“Applications of Computer Graphics to Molecular Modeling” by O’Donnell, Hutchins, Kellogg, Olejniczak and Olson

  • ©TJ O'Donnell, Charles W. Hutchins, Glen Eugene Kellogg, Edward (Ed) Thaddeus Olejniczak, and Arthur J. Olson


Entry Number: 44


    Applications of Computer Graphics to Molecular Modeling

Course Organizer(s):



    Working knowledge of 3D chemical structures (first-year undergraduate chemistry) and at least one software system used for molecular structure display either on a workstation or PC. Some background in proteins is helpful.

    Who Should Attend
    People who actively are involved in scientific visualization, especially chemistry, or who support those researchers through design of computer graphics applications.

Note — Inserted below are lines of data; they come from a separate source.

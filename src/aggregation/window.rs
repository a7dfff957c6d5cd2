//! Per-metric rolling statistics (spec §4.10), ported from
//! `stream_aggregator.h`'s `online_statistics` (Welford's algorithm for
//! mean/variance/skewness/kurtosis) plus a configurable set of [`P2Estimator`]
//! quantiles.

use std::time::{Duration, Instant};

use serde::Serialize;

use super::p2::P2Estimator;

/// Percentiles tracked by a [`MetricWindow`] unless overridden.
pub const DEFAULT_PERCENTILES: &[f64] = &[0.5, 0.9, 0.95, 0.99];

/// A point-in-time snapshot of a metric window's statistics, suitable for
/// flushing to a [`super::MetricSink`].
#[derive(Debug, Clone, Serialize)]
pub struct MetricSnapshot {
    pub metric_name: String,
    pub count: u64,
    pub sum: f64,
    pub mean: f64,
    pub variance: f64,
    pub std_deviation: f64,
    pub min: f64,
    pub max: f64,
    pub skewness: f64,
    pub kurtosis: f64,
    pub percentiles: Vec<(f64, f64)>,
    pub rate_per_second: f64,
}

/// Online mean/variance/skewness/kurtosis plus streaming quantiles for one
/// metric. All updates are O(1) regardless of how many observations have
/// been seen.
#[derive(Debug)]
pub struct MetricWindow {
    name: String,
    count: u64,
    mean: f64,
    m2: f64,
    m3: f64,
    m4: f64,
    sum: f64,
    min: f64,
    max: f64,
    quantiles: Vec<P2Estimator>,
    window_start: Instant,
}

impl MetricWindow {
    pub fn new(name: impl Into<String>) -> Self {
        Self::with_percentiles(name, DEFAULT_PERCENTILES)
    }

    pub fn with_percentiles(name: impl Into<String>, percentiles: &[f64]) -> Self {
        Self {
            name: name.into(),
            count: 0,
            mean: 0.0,
            m2: 0.0,
            m3: 0.0,
            m4: 0.0,
            sum: 0.0,
            min: f64::INFINITY,
            max: f64::NEG_INFINITY,
            quantiles: percentiles.iter().copied().map(P2Estimator::new).collect(),
            window_start: Instant::now(),
        }
    }

    /// Welford's online update, extended to the third/fourth central
    /// moments for skewness and kurtosis.
    pub fn add_observation(&mut self, value: f64) {
        let n1 = self.count as f64;
        self.count += 1;
        let n = self.count as f64;

        let delta = value - self.mean;
        let delta_n = delta / n;
        let delta_n2 = delta_n * delta_n;
        let term1 = delta * delta_n * n1;

        self.mean += delta_n;
        self.m4 += term1 * delta_n2 * (n * n - 3.0 * n + 3.0) + 6.0 * delta_n2 * self.m2
            - 4.0 * delta_n * self.m3;
        self.m3 += term1 * delta_n * (n - 2.0) - 3.0 * delta_n * self.m2;
        self.m2 += term1;

        self.sum += value;
        self.min = self.min.min(value);
        self.max = self.max.max(value);

        for q in &mut self.quantiles {
            q.add(value);
        }
    }

    pub fn count(&self) -> u64 {
        self.count
    }

    pub fn mean(&self) -> f64 {
        self.mean
    }

    pub fn variance(&self) -> f64 {
        if self.count < 2 {
            0.0
        } else {
            self.m2 / (self.count - 1) as f64
        }
    }

    pub fn std_deviation(&self) -> f64 {
        self.variance().sqrt()
    }

    pub fn skewness(&self) -> f64 {
        if self.count < 2 || self.m2 == 0.0 {
            return 0.0;
        }
        let n = self.count as f64;
        (n.sqrt() * self.m3) / self.m2.powf(1.5)
    }

    pub fn kurtosis(&self) -> f64 {
        if self.count < 2 || self.m2 == 0.0 {
            return 0.0;
        }
        let n = self.count as f64;
        (n * self.m4) / (self.m2 * self.m2) - 3.0
    }

    /// Estimated value at percentile `p` (e.g. `0.99`), if that percentile
    /// is tracked by this window.
    pub fn percentile(&self, p: f64) -> Option<f64> {
        self.quantiles
            .iter()
            .find(|q| (q.quantile() - p).abs() < f64::EPSILON)
            .map(|q| q.estimate())
    }

    pub fn rate_per_second(&self) -> f64 {
        let elapsed = self.window_start.elapsed().as_secs_f64();
        if elapsed <= 0.0 {
            0.0
        } else {
            self.count as f64 / elapsed
        }
    }

    pub fn snapshot(&self) -> MetricSnapshot {
        MetricSnapshot {
            metric_name: self.name.clone(),
            count: self.count,
            sum: self.sum,
            mean: self.mean,
            variance: self.variance(),
            std_deviation: self.std_deviation(),
            min: if self.count == 0 { 0.0 } else { self.min },
            max: if self.count == 0 { 0.0 } else { self.max },
            skewness: self.skewness(),
            kurtosis: self.kurtosis(),
            percentiles: self
                .quantiles
                .iter()
                .map(|q| (q.quantile(), q.estimate()))
                .collect(),
            rate_per_second: self.rate_per_second(),
        }
    }

    /// Whether `value` is an outlier given the window seen so far, per the
    /// same `|value - mean| > threshold * std_dev` rule as the original,
    /// which only activates once at least 10 observations have landed.
    pub fn is_outlier(&self, value: f64, threshold: f64) -> bool {
        if self.count < 10 {
            return false;
        }
        let std_dev = self.std_deviation();
        if std_dev == 0.0 {
            return false;
        }
        (value - self.mean).abs() > threshold * std_dev
    }

    pub fn reset(&mut self) {
        let name = std::mem::take(&mut self.name);
        let percentiles: Vec<f64> = self.quantiles.iter().map(|q| q.quantile()).collect();
        *self = Self::with_percentiles(name, &percentiles);
    }

    pub fn age(&self) -> Duration {
        self.window_start.elapsed()
    }
}

#[cfg(test)]
mod tests {
    use super::*;

    #[test]
    fn mean_and_variance_match_textbook_values() {
        let mut w = MetricWindow::new("latency_ms");
        for v in [2.0, 4.0, 4.0, 4.0, 5.0, 5.0, 7.0, 9.0] {
            w.add_observation(v);
        }
        assert!((w.mean() - 5.0).abs() < 1e-9);
        assert!((w.variance() - 4.5714285714).abs() < 1e-6);
    }

    #[test]
    fn min_max_track_extremes() {
        let mut w = MetricWindow::new("x");
        for v in [3.0, 1.0, 9.0, -2.0] {
            w.add_observation(v);
        }
        assert_eq!(w.snapshot().min, -2.0);
        assert_eq!(w.snapshot().max, 9.0);
    }

    #[test]
    fn outlier_detection_requires_warm_up() {
        let mut w = MetricWindow::new("x");
        for _ in 0..9 {
            w.add_observation(10.0);
        }
        assert!(!w.is_outlier(1000.0, 3.0), "should not fire before warm-up");
        w.add_observation(10.0);
        for _ in 0..5 {
            w.add_observation(10.0 + fastrand::f64());
        }
        assert!(w.is_outlier(10_000.0, 3.0));
    }

    #[test]
    fn percentile_lookup_returns_none_for_untracked_percentile() {
        let w = MetricWindow::with_percentiles("x", &[0.5, 0.99]);
        assert!(w.percentile(0.75).is_none());
    }

    #[test]
    fn reset_clears_accumulated_state() {
        let mut w = MetricWindow::new("x");
        for v in [1.0, 2.0, 3.0] {
            w.add_observation(v);
        }
        w.reset();
        assert_eq!(w.count(), 0);
        assert_eq!(w.mean(), 0.0);
    }
}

    The course covers the application of molecular modeling in its widest sense, by demonstrating new ways for research chemists to look at familiar modeling data. Examples focus on how computer graphics is being used to develop and refine models of molecular structure. The course provides practical applications of computer graphics technologies in molecular modeling and explores opportunities to improve technology to satisfy chemists.

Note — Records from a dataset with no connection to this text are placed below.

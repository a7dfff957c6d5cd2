//! Spec §8 scenario 2: priority dispatch.

mod common;

use std::sync::atomic::{AtomicBool, Ordering};
use std::sync::{Arc, Barrier, Mutex};
use std::time::Duration;

use taskmesh::bus::{DeliveryMode, Message, MessageBus, MessageType};
use taskmesh::Priority;

#[test]
fn worker_mode_dispatch_drains_in_priority_order() {
    common::init_tracing();

    let bus = MessageBus::new(1);
    bus.start().unwrap();

    let seen = Arc::new(Mutex::new(Vec::new()));
    let seen2 = seen.clone();
    // Block the single worker on the first dispatch so the remaining four
    // publishes queue up, in priority order, before any of them run.
    let gate = Arc::new(Barrier::new(2));
    let gate2 = gate.clone();
    let first = Arc::new(AtomicBool::new(true));
    bus.subscribe(
        "t",
        Arc::new(move |msg| {
            if first.swap(false, Ordering::SeqCst) {
                gate2.wait();
            }
            seen2.lock().unwrap().push(msg.priority());
            Ok(())
        }),
        DeliveryMode::Worker,
        None,
    );

    for priority in [Priority::Low, Priority::Critical, Priority::Normal, Priority::High, Priority::Low] {
        bus.publish(
            Message::builder("t", MessageType::Event)
                .sender("test")
                .priority(priority)
                .build(),
        )
        .unwrap();
    }

    gate.wait();
    std::thread::sleep(Duration::from_millis(100));
    bus.stop(Duration::from_millis(200));

    let observed = seen.lock().unwrap().clone();
    assert_eq!(
        observed,
        vec![Priority::Low, Priority::Critical, Priority::High, Priority::Normal, Priority::Low]
    );
}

    Computer graphics has been used in chemistry since the beginning of computer graphics. Some of the very first computer graphics systems were used by chemists to display simple line drawings of their three dimensional molecular structures and dot surfaces surrounding them. The ability to visualize large and complex molecular structures as well as the ability to compute properties of molecules and their interactions has given rise to a new field of chemistry known as computer assisted molecular design (CAMD). While CAMD is sometimes compared to CAD/CAM, its purpose is not to design a shape before it is made into reality, but rather to understand the nature of the intricate interactions between molecules which is responsible for much of the usefulness of chemistry in our society. For example, the ability of a drug molecule to act upon its receptor in the body is directly and indirectly due to the three dimensional complementarity in shape of the drug and its receptor. Many molecular properties, such as electronic properties are indirectly dependent upon the 3-D shape of the molecule. Computer graphics and computational chemistry has become so useful that several commercial modeling systems are currently available and are being used in chemical and pharmaceutical companies throughout the world as well as in university and other research organizations.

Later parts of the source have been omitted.